§ **Problem details**
Please repeat, exactly as written, the line containing "let mut viewers = Vec::new();" and every line after it through the end of the records below.

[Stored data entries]
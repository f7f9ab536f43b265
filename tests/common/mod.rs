#![allow(dead_code)]

use social_graph_engine::config::Config;
use social_graph_engine::core::UserId;
use social_graph_engine::{SocialEngine, ViewerContext};

pub async fn engine() -> SocialEngine {
    SocialEngine::from_config(&Config::default()).await.unwrap()
}

pub async fn engine_with_config(config: &Config) -> SocialEngine {
    SocialEngine::from_config(config).await.unwrap()
}

/// Registers each name and returns a viewer per user, in order
pub async fn register(engine: &SocialEngine, names: &[&str]) -> Vec<ViewerContext> {
    let mut viewers = Vec::new();
    for name in names {
        let id = UserId::from(*name);
        engine.register_user(&id, name, None).await.unwrap();
        viewers.push(ViewerContext::new(id));
    }
    viewers
}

§ **Task solution**
    let mut viewers = Vec::new();
    for name in names {
        let id = UserId::from(*name);
        engine.register_user(&id, name, None).await.unwrap();
        viewers.push(ViewerContext::new(id));
    }
    viewers
}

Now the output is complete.